Side effects of Lamivudine + Didanosine + Efavirenz : Pancreatitis, Peripheral Neuropathy, Hyperuricaemia, Hepatic failure, Retinal depigmentation, Neuritis. Rash including Stevens-Johnson syndrome and erythema multiforme; CNS effects e.g. dizziness, headache, insomnia, somnolence, abnormal dreams, fatigue, impaired concentration. Nausea, less frequently, vomiting, diarrhoea, hepatitis, depression, anxiety, psychosis, amnesia and ataxia, stupor, vertigo, abdominal pain, hepatic failure, convulsions, gynaecomastia, pruritus, blurred vision.

Mechanism of Action

Lamivudine is a synthetic nucleoside analogue and is phosphorylated intracellularly to its active 5'-triphosphate metabolite, lamivudine triphosphate (L-TP). This nucleoside analogue is incorporated into viral DNA by HIV reverse transcriptase and HBV polymerase, resulting in DNA chain termination.
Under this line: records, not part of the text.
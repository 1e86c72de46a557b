//! Device-local custody of identity private keys.
//!
//! Private keys never leave this store except through [`crate::KeyVault`].

use crate::error::{VaultError, VaultResult};
use chrono::Utc;
use duckdb::{params, Connection};
use std::collections::HashMap;
use std::path::Path;
use std::sync::{Arc, Mutex, RwLock};
use vanish_types::Identity;
use zeroize::Zeroizing;

/// Storage for raw private key bytes, keyed by identity.
///
/// Implementations are synchronous; [`crate::KeyVault`] calls them from a
/// blocking task.
pub trait SecretStore: Send + Sync + 'static {
    fn load(&self, identity: &Identity) -> VaultResult<Option<Zeroizing<Vec<u8>>>>;

    /// Stores a key, replacing any existing one for the identity.
    fn save(&self, identity: &Identity, secret: &[u8]) -> VaultResult<()>;

    /// Returns true if a key was removed.
    fn remove(&self, identity: &Identity) -> VaultResult<bool>;
}

/// DuckDB-backed secret store (table `identity_keys`).
pub struct DuckDbSecretStore {
    conn: Arc<Mutex<Connection>>,
}

impl DuckDbSecretStore {
    pub fn open(db_path: &Path) -> VaultResult<Self> {
        let conn = Connection::open(db_path)?;
        // Cap memory/threads. DuckDB defaults to ~80% RAM per connection.
        conn.execute_batch("PRAGMA memory_limit='64MB'; PRAGMA threads=1;")?;
        Self::with_connection(Arc::new(Mutex::new(conn)))
    }

    pub fn open_in_memory() -> VaultResult<Self> {
        let conn = Connection::open_in_memory()?;
        Self::with_connection(Arc::new(Mutex::new(conn)))
    }

    /// Uses a connection shared with other tables in the same database.
    pub fn with_connection(conn: Arc<Mutex<Connection>>) -> VaultResult<Self> {
        let store = Self { conn };
        store.ensure_tables()?;
        Ok(store)
    }

    fn ensure_tables(&self) -> VaultResult<()> {
        let conn = self.lock()?;
        conn.execute_batch(
            "CREATE TABLE IF NOT EXISTS identity_keys (
                identity VARCHAR PRIMARY KEY,
                secret BLOB NOT NULL,
                created_at BIGINT NOT NULL
            );",
        )?;
        Ok(())
    }

    fn lock(&self) -> VaultResult<std::sync::MutexGuard<'_, Connection>> {
        self.conn.lock().map_err(|e| VaultError::Storage(e.to_string()))
    }
}

impl SecretStore for DuckDbSecretStore {
    fn load(&self, identity: &Identity) -> VaultResult<Option<Zeroizing<Vec<u8>>>> {
        let conn = self.lock()?;
        let result = conn.query_row(
            "SELECT secret FROM identity_keys WHERE identity = ?",
            params![identity.as_str()],
            |row| row.get::<_, Vec<u8>>(0),
        );
        match result {
            Ok(bytes) => Ok(Some(Zeroizing::new(bytes))),
            Err(duckdb::Error::QueryReturnedNoRows) => Ok(None),
            Err(e) => Err(e.into()),
        }
    }

    fn save(&self, identity: &Identity, secret: &[u8]) -> VaultResult<()> {
        let conn = self.lock()?;
        conn.execute(
            "INSERT OR REPLACE INTO identity_keys (identity, secret, created_at) VALUES (?, ?, ?)",
            params![identity.as_str(), secret.to_vec(), Utc::now().timestamp_millis()],
        )?;
        Ok(())
    }

    fn remove(&self, identity: &Identity) -> VaultResult<bool> {
        let conn = self.lock()?;
        let affected = conn.execute(
            "DELETE FROM identity_keys WHERE identity = ?",
            params![identity.as_str()],
        )?;
        Ok(affected > 0)
    }
}

/// In-memory secret store for tests and ephemeral sessions.
#[derive(Default)]
pub struct MemorySecretStore {
    keys: RwLock<HashMap<Identity, Zeroizing<Vec<u8>>>>,
}

impl MemorySecretStore {
    pub fn new() -> Self {
        Self::default()
    }
}

impl SecretStore for MemorySecretStore {
    fn load(&self, identity: &Identity) -> VaultResult<Option<Zeroizing<Vec<u8>>>> {
        let keys = self
            .keys
            .read()
            .map_err(|e| VaultError::Storage(e.to_string()))?;
        Ok(keys.get(identity).cloned())
    }

    fn save(&self, identity: &Identity, secret: &[u8]) -> VaultResult<()> {
        let mut keys = self
            .keys
            .write()
            .map_err(|e| VaultError::Storage(e.to_string()))?;
        keys.insert(identity.clone(), Zeroizing::new(secret.to_vec()));
        Ok(())
    }

    fn remove(&self, identity: &Identity) -> VaultResult<bool> {
        let mut keys = self
            .keys
            .write()
            .map_err(|e| VaultError::Storage(e.to_string()))?;
        Ok(keys.remove(identity).is_some())
    }
}

#[cfg(test)]
mod tests {
    use super::*;

    fn id(s: &str) -> Identity {
        Identity::new(s).unwrap()
    }

    fn exercise(store: &dyn SecretStore) {
        assert!(store.load(&id("alice")).unwrap().is_none());

        store.save(&id("alice"), &[7u8; 32]).unwrap();
        assert_eq!(store.load(&id("alice")).unwrap().unwrap().as_slice(), &[7u8; 32]);

        store.save(&id("alice"), &[9u8; 32]).unwrap();
        assert_eq!(store.load(&id("alice")).unwrap().unwrap().as_slice(), &[9u8; 32]);

        assert!(store.load(&id("bob")).unwrap().is_none());
        assert!(store.remove(&id("alice")).unwrap());
        assert!(!store.remove(&id("alice")).unwrap());
        assert!(store.load(&id("alice")).unwrap().is_none());
    }

    #[test]
    fn duckdb_store_load_save_remove() {
        exercise(&DuckDbSecretStore::open_in_memory().unwrap());
    }

    #[test]
    fn memory_store_load_save_remove() {
        exercise(&MemorySecretStore::new());
    }
}
//! Identity key custody: local private keys, published public keys.

use crate::directory::Directory;
use crate::error::{VaultError, VaultResult};
use crate::secret_store::SecretStore;
use std::sync::Arc;
use tokio::sync::Mutex;
use tracing::{debug, info, warn};
use vanish_crypto::{IdentityKeyPair, RecipientKey};
use vanish_types::Identity;

/// Owns identity keypairs on this device and keeps the directory in step.
///
/// Provisioning is serialised so two concurrent `ensure_key_pair` calls for
/// the same identity never produce two keypairs.
pub struct KeyVault {
    secrets: Arc<dyn SecretStore>,
    directory: Arc<dyn Directory>,
    provisioning: Mutex<()>,
}

impl KeyVault {
    pub fn new(secrets: Arc<dyn SecretStore>, directory: Arc<dyn Directory>) -> Self {
        Self {
            secrets,
            directory,
            provisioning: Mutex::new(()),
        }
    }

    /// Returns the local keypair for `identity`, creating and publishing one
    /// if none exists.
    ///
    /// The private key is persisted before the public key is published, so a
    /// failed publish never strands an unknown private key. On
    /// `VaultError::Directory` the keypair exists locally and
    /// [`publish_public_key`](Self::publish_public_key) can be retried.
    pub async fn ensure_key_pair(&self, identity: &Identity) -> VaultResult<IdentityKeyPair> {
        let _guard = self.provisioning.lock().await;

        if let Some(existing) = self.load_local(identity).await? {
            debug!(%identity, "identity keypair already provisioned");
            return Ok(existing);
        }

        let keypair = IdentityKeyPair::generate().map_err(VaultError::KeyGeneration)?;
        self.save_local(identity, &keypair).await?;
        info!(%identity, public_key = ?keypair.public_key(), "generated identity keypair");

        self.publish(identity, keypair.public_key()).await?;
        Ok(keypair)
    }

    /// Re-publishes the local public key, e.g. after a failed first publish.
    pub async fn publish_public_key(&self, identity: &Identity) -> VaultResult<()> {
        let keypair = self.private_key_of(identity).await?;
        self.publish(identity, keypair.public_key()).await
    }

    /// The local keypair, or `NoLocalKey` if this device has none.
    pub async fn private_key_of(&self, identity: &Identity) -> VaultResult<IdentityKeyPair> {
        self.load_local(identity)
            .await?
            .ok_or_else(|| VaultError::NoLocalKey(identity.clone()))
    }

    pub async fn public_key_of(&self, identity: &Identity) -> VaultResult<RecipientKey> {
        Ok(*self.private_key_of(identity).await?.public_key())
    }

    async fn publish(&self, identity: &Identity, public_key: &RecipientKey) -> VaultResult<()> {
        self.directory
            .set_public_key(identity, &public_key.to_spki_der())
            .await
            .map_err(|e| {
                warn!(%identity, error = %e, "failed to publish public key");
                VaultError::Directory(e)
            })
    }

    async fn load_local(&self, identity: &Identity) -> VaultResult<Option<IdentityKeyPair>> {
        let secrets = Arc::clone(&self.secrets);
        let owner = identity.clone();
        let stored = tokio::task::spawn_blocking(move || secrets.load(&owner))
            .await
            .map_err(|e| VaultError::Storage(format!("key load task failed: {e}")))??;

        match stored {
            Some(bytes) => IdentityKeyPair::from_secret_slice(&bytes)
                .map(Some)
                .map_err(|e| VaultError::CorruptKey(e.to_string())),
            None => Ok(None),
        }
    }

    async fn save_local(&self, identity: &Identity, keypair: &IdentityKeyPair) -> VaultResult<()> {
        let secrets = Arc::clone(&self.secrets);
        let owner = identity.clone();
        let secret = keypair.secret_bytes();
        tokio::task::spawn_blocking(move || secrets.save(&owner, secret.as_slice()))
            .await
            .map_err(|e| VaultError::Storage(format!("key save task failed: {e}")))?
    }
}
//! Per-identity client pipeline: provision, seal, publish, open.

use crate::config::VanishConfig;
use crate::conversation::Conversation;
use crate::delivery::{DeliveryChannel, ReconcileReport};
use crate::error::{RelayError, RelayResult};
use chrono::{DateTime, Utc};
use std::collections::HashMap;
use std::fmt;
use std::sync::{Arc, Mutex};
use tracing::{debug, info, warn};
use vanish_crypto::IdentityKeyPair;
use vanish_types::{EnvelopeId, Identity, MessageEnvelope};
use vanish_vault::{Directory, DirectoryError, KeyVault};

/// Marker shown in place of a message that could not be decrypted.
pub const UNREADABLE_MARKER: &str = "[Unable to decrypt]";

/// What a client shows for one envelope.
#[derive(Debug, Clone, PartialEq, Eq)]
pub enum MessageBody {
    Text(String),
    /// Wrong key, tampering, or a body that is not UTF-8. Never an error for
    /// the surrounding view.
    Unreadable,
}

impl fmt::Display for MessageBody {
    fn fmt(&self, f: &mut fmt::Formatter<'_>) -> fmt::Result {
        match self {
            MessageBody::Text(text) => f.write_str(text),
            MessageBody::Unreadable => f.write_str(UNREADABLE_MARKER),
        }
    }
}

#[derive(Debug, Clone, PartialEq, Eq)]
pub struct RenderedMessage {
    pub id: EnvelopeId,
    pub sender: Identity,
    pub receiver: Identity,
    pub created_at: DateTime<Utc>,
    pub expires_at: DateTime<Utc>,
    pub body: MessageBody,
}

impl RenderedMessage {
    pub fn is_readable(&self) -> bool {
        matches!(self.body, MessageBody::Text(_))
    }

    pub fn is_expired_at(&self, now: DateTime<Utc>) -> bool {
        now >= self.expires_at
    }
}

struct SentCopy {
    text: String,
    expires_at: DateTime<Utc>,
}

/// One identity's chat client.
///
/// Envelopes are sealed for the receiver only, so the sender cannot open
/// its own outgoing messages. The session keeps the text of what it sent in
/// memory until the envelope expires and renders outgoing messages from
/// that copy.
pub struct ChatSession {
    identity: Identity,
    vault: Arc<KeyVault>,
    directory: Arc<dyn Directory>,
    channel: DeliveryChannel,
    ttl: chrono::Duration,
    sent: Mutex<HashMap<EnvelopeId, SentCopy>>,
}

impl ChatSession {
    pub fn new(
        identity: Identity,
        vault: Arc<KeyVault>,
        directory: Arc<dyn Directory>,
        channel: DeliveryChannel,
        config: &VanishConfig,
    ) -> Self {
        Self {
            identity,
            vault,
            directory,
            channel,
            ttl: config.ttl(),
            sent: Mutex::new(HashMap::new()),
        }
    }

    pub fn identity(&self) -> &Identity {
        &self.identity
    }

    pub fn channel(&self) -> &DeliveryChannel {
        &self.channel
    }

    /// Provisions (or loads) this identity's keypair.
    pub async fn start(&self) -> RelayResult<()> {
        let keypair = self.vault.ensure_key_pair(&self.identity).await?;
        info!(identity = %self.identity, public_key = ?keypair.public_key(), "session started");
        Ok(())
    }

    /// Looks up `receiver`'s public key and seals `text` into an envelope
    /// expiring after the configured TTL. Nothing is sent.
    pub async fn seal_text(&self, receiver: &Identity, text: &str) -> RelayResult<MessageEnvelope> {
        let public_key = match self.directory.get_public_key(receiver).await {
            Ok(der) => der,
            Err(DirectoryError::NotFound(identity)) => {
                return Err(RelayError::RecipientUnknown(identity));
            }
            Err(e) => return Err(e.into()),
        };

        let sealed = vanish_crypto::seal(text.as_bytes(), &public_key)?;
        let envelope = MessageEnvelope::new(
            self.identity.clone(),
            receiver.clone(),
            sealed,
            Utc::now(),
            self.ttl,
        )?;
        Ok(envelope)
    }

    /// Seals `text` for `receiver` and publishes it.
    pub async fn send_text(&self, receiver: &Identity, text: &str) -> RelayResult<MessageEnvelope> {
        let envelope = self.seal_text(receiver, text).await?;
        self.remember_sent(&envelope, text);

        if let Err(e) = self.channel.publish(&envelope).await {
            warn!(receiver = %receiver, "publish failed: {e}");
            self.forget_sent(&envelope.id());
            return Err(e);
        }
        debug!(receiver = %receiver, envelope = ?envelope.id(), "message sent");
        Ok(envelope)
    }

    /// Renders one envelope. Decryption failures become
    /// [`MessageBody::Unreadable`]; only a missing local key is an error.
    pub async fn read(&self, envelope: &MessageEnvelope) -> RelayResult<RenderedMessage> {
        let keypair = self.vault.private_key_of(&self.identity).await?;
        Ok(self.render(envelope, &keypair))
    }

    /// Renders a batch, loading the private key once.
    pub async fn read_all(&self, envelopes: &[MessageEnvelope]) -> RelayResult<Vec<RenderedMessage>> {
        let keypair = self.vault.private_key_of(&self.identity).await?;
        Ok(envelopes
            .iter()
            .map(|envelope| self.render(envelope, &keypair))
            .collect())
    }

    /// Adds a pushed envelope to `conversation` unless it is already there.
    /// Returns whether it was new.
    pub async fn ingest_pushed(
        &self,
        conversation: &mut Conversation,
        envelope: &MessageEnvelope,
    ) -> RelayResult<bool> {
        if !conversation.wants(envelope, Utc::now()) {
            return Ok(false);
        }
        let message = self.read(envelope).await?;
        Ok(conversation.ingest(message))
    }

    /// Brings `conversation` in line with a reconciliation snapshot: new
    /// envelopes are rendered and added, vanished ones are dropped. Returns
    /// the number of new messages.
    pub async fn ingest_snapshot(
        &self,
        conversation: &mut Conversation,
        report: &ReconcileReport,
    ) -> RelayResult<usize> {
        let now = Utc::now();
        let fresh: Vec<MessageEnvelope> = report
            .envelopes
            .iter()
            .filter(|envelope| conversation.wants(envelope, now))
            .cloned()
            .collect();

        let mut added = 0;
        if !fresh.is_empty() {
            for message in self.read_all(&fresh).await? {
                if conversation.ingest(message) {
                    added += 1;
                }
            }
        }
        let removed = conversation.apply_snapshot(report);
        debug!(identity = %self.identity, added, removed, "snapshot applied");
        Ok(added)
    }

    fn render(&self, envelope: &MessageEnvelope, keypair: &IdentityKeyPair) -> RenderedMessage {
        let body = if envelope.receiver() == &self.identity {
            match vanish_crypto::open(envelope, keypair) {
                Ok(bytes) => match String::from_utf8(bytes) {
                    Ok(text) => MessageBody::Text(text),
                    Err(_) => MessageBody::Unreadable,
                },
                Err(e) => {
                    debug!(envelope = ?envelope.id(), "cannot open envelope: {e}");
                    MessageBody::Unreadable
                }
            }
        } else if envelope.sender() == &self.identity {
            self.sent_copy(&envelope.id())
                .map(MessageBody::Text)
                .unwrap_or(MessageBody::Unreadable)
        } else {
            MessageBody::Unreadable
        };

        RenderedMessage {
            id: envelope.id(),
            sender: envelope.sender().clone(),
            receiver: envelope.receiver().clone(),
            created_at: envelope.created_at(),
            expires_at: envelope.expires_at(),
            body,
        }
    }

    fn remember_sent(&self, envelope: &MessageEnvelope, text: &str) {
        if let Ok(mut sent) = self.sent.lock() {
            let now = Utc::now();
            sent.retain(|_, copy| copy.expires_at > now);
            sent.insert(
                envelope.id(),
                SentCopy {
                    text: text.to_string(),
                    expires_at: envelope.expires_at(),
                },
            );
        }
    }

    fn forget_sent(&self, id: &EnvelopeId) {
        if let Ok(mut sent) = self.sent.lock() {
            sent.remove(id);
        }
    }

    fn sent_copy(&self, id: &EnvelopeId) -> Option<String> {
        let sent = self.sent.lock().ok()?;
        sent.get(id)
            .filter(|copy| copy.expires_at > Utc::now())
            .map(|copy| copy.text.clone())
    }
}
//! Background task that physically deletes expired envelopes.

use crate::ephemeral_store::EnvelopeStore;
use crate::error::{StoreError, StoreResult};
use chrono::Utc;
use std::sync::Arc;
use std::time::Duration;
use tokio::sync::{mpsc, oneshot};
use tokio::time::MissedTickBehavior;
use tracing::{debug, info, warn};

enum SweepCommand {
    SweepNow(oneshot::Sender<StoreResult<usize>>),
    Stop,
}

/// Periodically purges expired envelopes from an [`EnvelopeStore`].
pub struct ExpirySweeper {
    store: Arc<dyn EnvelopeStore>,
    interval: Duration,
    command_rx: mpsc::Receiver<SweepCommand>,
}

/// Handle for controlling a running sweeper.
#[derive(Clone)]
pub struct SweeperHandle {
    command_tx: mpsc::Sender<SweepCommand>,
}

impl SweeperHandle {
    /// Asks the sweeper to exit after its current pass.
    pub async fn stop(&self) -> StoreResult<()> {
        self.command_tx
            .send(SweepCommand::Stop)
            .await
            .map_err(|_| StoreError::Stopped)
    }

    /// Runs a purge immediately and returns how many envelopes it removed.
    pub async fn sweep_now(&self) -> StoreResult<usize> {
        let (reply_tx, reply_rx) = oneshot::channel();
        self.command_tx
            .send(SweepCommand::SweepNow(reply_tx))
            .await
            .map_err(|_| StoreError::Stopped)?;
        reply_rx.await.map_err(|_| StoreError::Stopped)?
    }
}

/// Creates a sweeper and its handle. The caller spawns
/// [`ExpirySweeper::run`].
pub fn create_expiry_sweeper(
    store: Arc<dyn EnvelopeStore>,
    interval: Duration,
) -> (SweeperHandle, ExpirySweeper) {
    let (command_tx, command_rx) = mpsc::channel(8);
    let sweeper = ExpirySweeper {
        store,
        interval,
        command_rx,
    };
    (SweeperHandle { command_tx }, sweeper)
}

impl ExpirySweeper {
    /// Spawns the sweep loop on the current runtime.
    pub fn spawn(
        store: Arc<dyn EnvelopeStore>,
        interval: Duration,
    ) -> (SweeperHandle, tokio::task::JoinHandle<()>) {
        let (handle, sweeper) = create_expiry_sweeper(store, interval);
        let task = tokio::spawn(sweeper.run());
        (handle, task)
    }

    pub async fn run(mut self) {
        info!(interval_ms = self.interval.as_millis() as u64, "expiry sweeper started");

        let mut ticker = tokio::time::interval(self.interval);
        ticker.set_missed_tick_behavior(MissedTickBehavior::Delay);
        // Skip first immediate tick
        ticker.tick().await;

        loop {
            tokio::select! {
                _ = ticker.tick() => {
                    if let Err(e) = self.sweep().await {
                        warn!("expiry sweep failed: {e}");
                    }
                }
                cmd = self.command_rx.recv() => {
                    match cmd {
                        Some(SweepCommand::SweepNow(reply)) => {
                            let _ = reply.send(self.sweep().await);
                        }
                        Some(SweepCommand::Stop) => {
                            info!("expiry sweeper stopping");
                            break;
                        }
                        None => {
                            debug!("all sweeper handles dropped, stopping");
                            break;
                        }
                    }
                }
            }
        }

        info!("expiry sweeper stopped");
    }

    async fn sweep(&self) -> StoreResult<usize> {
        let store = Arc::clone(&self.store);
        tokio::task::spawn_blocking(move || store.purge_expired(Utc::now()))
            .await
            .map_err(|e| StoreError::Unavailable(format!("sweep task failed: {e}")))?
    }
}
Didanosine (ddI) is metabolized intracellularly by a series of cellular enzymes to its active moiety, dideoxyadenosine triphosphate (ddATP), which inhibits the HIV reverse transcriptase enzyme competitively by competing with natural dATP. It also acts as a chain terminator by its incorporation into viral DNA as the lack of a 3'-OH group in the incorporated nucleoside analogue prevents the formation of the 5' to 3' phosphodiester linkage essential for DNA chain elongation, and therefore, the viral DNA growth is terminated. Efavirenz inhibits the activity of viral RNA-directed DNA polymerase (i.e., reverse transcriptase). Antiviral activity of Efavirenz is dependent on intracellular conversion to the active triphosphorylated form. The rate of Efavirenz phosphorylation varies, depending on cell type. It is believed that inhibition of reverse transcriptase interferes with the generation of DNA copies of viral RNA, which, in turn, are necessary for synthesis of new virions.